Obama death group on Facebook shows the dark side of digital culture

The Obama death group, the South Park Muhammad episode, and even the Supreme Court case about a Christian student group point to a common lesson for today’s social-media age: We cannot foster freedom from a veil of anonymity.

There’s an old “Twilight Zone” episode where a young banker wakes up one day to find he can hear the thoughts of others. Faceless, incessant chatter hovers above his morning commute, enlivens his dull desk duties, and excites romantic prospects from the steno pool.

He has fun with it for a while, until he becomes a slave to his earshot omniscience. A cacophony of prayers, curses, deviant schemes, and imaginary plights eventually drive him to a fit of intolerance, with disastrous outcomes.

What if we could read minds? We’re close. Evolving realms of social media are blurring the distinctions between public and private, secular and sacred, self and other. The question is, in this era of tweets and posts and pokes and pretext, will we further develop our democratic capacities for civil fluency and constraint or perpetuate a noisy, unproductive dissonance?

Recently, modern twists of this “Twilight Zone” tale formed a trifecta in the news.

Facebook announced it would continue hosting the exceedingly popular and anonymously posted Pray for Obama’s Death fan page; creators of South Park endured a sobering backlash of the Salman Rushdie variety when they depicted the Prophet Muhammad in a bear costume, and a Christian student group split the Supreme Court in their petition for exclusivity according to creed.

These events all reflect a persistent social marginalization endemic to digital culture.

Today, when we broadcast ourselves, we expect self-regulation and social responsibility. In fact, online providers, like Facebook and YouTube, are reliant upon members to monitor their massive cooperatives for “offensive content.” According to their spokesmen, this kind of communal leverage in regulation works (the pray for Obama’s death campaign, for example, was promptly countered by a Petition to Remove Facebook Group Praying for President Obama’s Death).

But there is another dissociate aspect to self-regulation in a digital arena. “Out there,” conventional veils of anonymity and pseudo-identity exacerbate the degrees to which we wholly identify with our thoughts, and this diminishes both the sovereignty of the individual and the integrity of the collective. No names are attached to the owner of Obama’s ominous prayer group. Conversely, when we do lay claim (in name) to our deeply held beliefs (Christian student group) or satirize those of others (South Park), we are accused of discrimination and intolerance.

This poses problems, and places us perilously at an intersection of new social media and the established freedoms of speech, assembly, and religion.

Implicit in these fundamental freedoms is the notion of exclusivity, or the ability to set oneself apart.

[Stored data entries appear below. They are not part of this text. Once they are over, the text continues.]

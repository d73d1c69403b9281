//! Parsed-source input model consumed by the validator
//!
//! Architecture: Anti-Corruption Layer - The external parser's output is
//! translated into these plain-data records at the crate boundary
//! - Declaration trees, token streams, and the dialect version are read-only
//!   inputs; nothing here mutates after construction
//! - Kind and accessibility are closed tag sets so routing decisions are
//!   ordinary pattern matches rather than string comparisons

use serde::{Deserialize, Serialize};
use std::collections::HashSet;

/// Kinds of declarations the external parser can report
#[derive(Debug, Clone, Copy, PartialEq, Eq, Serialize, Deserialize, Hash)]
#[serde(rename_all = "lowercase")]
pub enum DeclarationKind {
    Class,
    Struct,
    Enum,
    Protocol,
    /// Anything else the parser surfaces (functions, variables, extensions)
    Other,
}

impl DeclarationKind {
    /// Whether declarations of this kind carry a type name worth validating
    pub fn is_type_like(self) -> bool {
        matches!(self, Self::Class | Self::Struct | Self::Enum | Self::Protocol)
    }
}

impl Default for DeclarationKind {
    fn default() -> Self {
        Self::Other
    }
}

/// Accessibility of a declaration, folded to what normalization needs
#[derive(Debug, Clone, Copy, PartialEq, Eq, Default, Serialize, Deserialize, Hash)]
#[serde(rename_all = "lowercase")]
pub enum Accessibility {
    Private,
    FilePrivate,
    #[default]
    Other,
}

impl Accessibility {
    /// Whether the declaration is visible only within its private scope
    pub fn is_private_scoped(self) -> bool {
        matches!(self, Self::Private | Self::FilePrivate)
    }
}

/// A parsed occurrence of a named construct in source
///
/// Produced by the external parser; `name` and `name_offset` are optional
/// because not every construct the parser reports carries both.
#[derive(Debug, Clone, Default, Serialize, Deserialize)]
pub struct Declaration {
    /// Kind tag from the closed set above
    pub kind: DeclarationKind,
    /// Declared name, when the parser recovered one
    pub name: Option<String>,
    /// Byte offset of the name into the source, when known
    pub name_offset: Option<usize>,
    /// Names of inherited types and adopted protocols
    pub inherited_types: HashSet<String>,
    /// Accessibility tag
    pub accessibility: Accessibility,
    /// Nested declarations in document order
    pub children: Vec<Declaration>,
}

impl Declaration {
    /// Create a declaration of the given kind with no name or children
    pub fn new(kind: DeclarationKind) -> Self {
        Self {
            kind,
            ..Default::default()
        }
    }

    /// Set the declared name and its byte offset
    pub fn with_name(mut self, name: impl Into<String>, offset: usize) -> Self {
        self.name = Some(name.into());
        self.name_offset = Some(offset);
        self
    }

    /// Set the accessibility tag
    pub fn with_accessibility(mut self, accessibility: Accessibility) -> Self {
        self.accessibility = accessibility;
        self
    }

    /// Add an inherited type or adopted protocol name
    pub fn with_inherited_type(mut self, name: impl Into<String>) -> Self {
        self.inherited_types.insert(name.into());
        self
    }

    /// Add a nested declaration
    pub fn with_child(mut self, child: Declaration) -> Self {
        self.children.push(child);
        self
    }
}

/// Token classification tags used by the alias scanner
#[derive(Debug, Clone, Copy, PartialEq, Eq, Serialize, Deserialize, Hash)]
#[serde(rename_all = "lowercase")]
pub enum TokenKind {
    Keyword,
    Identifier,
    Other,
}

/// A classified token with its byte range in the source
#[derive(Debug, Clone, Copy, PartialEq, Eq, Serialize, Deserialize)]
pub struct SyntaxToken {
    pub kind: TokenKind,
    /// Byte offset of the token's first byte
    pub offset: usize,
    /// Token length in bytes
    pub length: usize,
}

impl SyntaxToken {
    pub fn new(kind: TokenKind, offset: usize, length: usize) -> Self {
        Self {
            kind,
            offset,
            length,
        }
    }

    /// End of the token's byte range, exclusive
    pub fn end(&self) -> usize {
        self.offset + self.length
    }
}

/// A Swift language version, comparable against feature thresholds
#[derive(
    Debug, Clone, Copy, PartialEq, Eq, PartialOrd, Ord, Serialize, Deserialize, Hash,
)]
pub struct SwiftVersion {
    pub major: u32,
    pub minor: u32,
}

impl SwiftVersion {
    /// The dialect at which type aliases and associated types appear as
    /// first-class declaration-tree nodes
    pub const FOUR_DOT_ONE: SwiftVersion = SwiftVersion { major: 4, minor: 1 };

    pub fn new(major: u32, minor: u32) -> Self {
        Self { major, minor }
    }
}

/// Everything one validation call consumes for a single file
#[derive(Debug, Clone, Serialize, Deserialize)]
pub struct SourceFile {
    /// Raw source text
    pub contents: String,
    /// Root declarations of the parsed tree, in document order
    pub declarations: Vec<Declaration>,
    /// Classified token stream over `contents`
    pub tokens: Vec<SyntaxToken>,
    /// Dialect version the file was parsed under
    pub swift_version: SwiftVersion,
}

impl SourceFile {
    pub fn new(
        contents: impl Into<String>,
        declarations: Vec<Declaration>,
        tokens: Vec<SyntaxToken>,
        swift_version: SwiftVersion,
    ) -> Self {
        Self {
            contents: contents.into(),
            declarations,
            tokens,
            swift_version,
        }
    }
}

There is little singularity in digital culture. We’re losing perspective on the enduring, essential condition upon which democracy rests.

It is natural to proselytize one’s own beliefs, and those of us with a computer and a connection have the far-reaching ability to do so. But with this freedom comes the corresponding duty to uphold the greater good.

“There are weapons that are simply thoughts,” remarked Rod Serling, writer and producer of “The Twilight Zone.” “Prejudices can kill and suspicion can destroy.”

We’ve had fun with the open nature of the Internet for a while, but if we are to avoid being driven to intolerance, the key is to keep the goal of civility and democracy in full view.

It can seem nearly impossible in this crowded global theater we call the Internet to think of the greater good. But, the days of technological determinism are over. We no longer live in a world where technology exists apart from us. As with Serling’s mind-reading banker, the messages and medium are mutually evolving.

We cannot foster freedom from a veil of anonymity. That’s why one person, one blog post, one tweet at a time we must hold ourselves accountable for our words and remember to have compassion on our fellow man. By doing this, we’ll preserve those ideals which uphold democracy, even as human relationships continue to flatten.

The true test of freedom is tolerance, and we can’t have one without the other.

Emily Walshe is a librarian and professor at Long Island University in New York.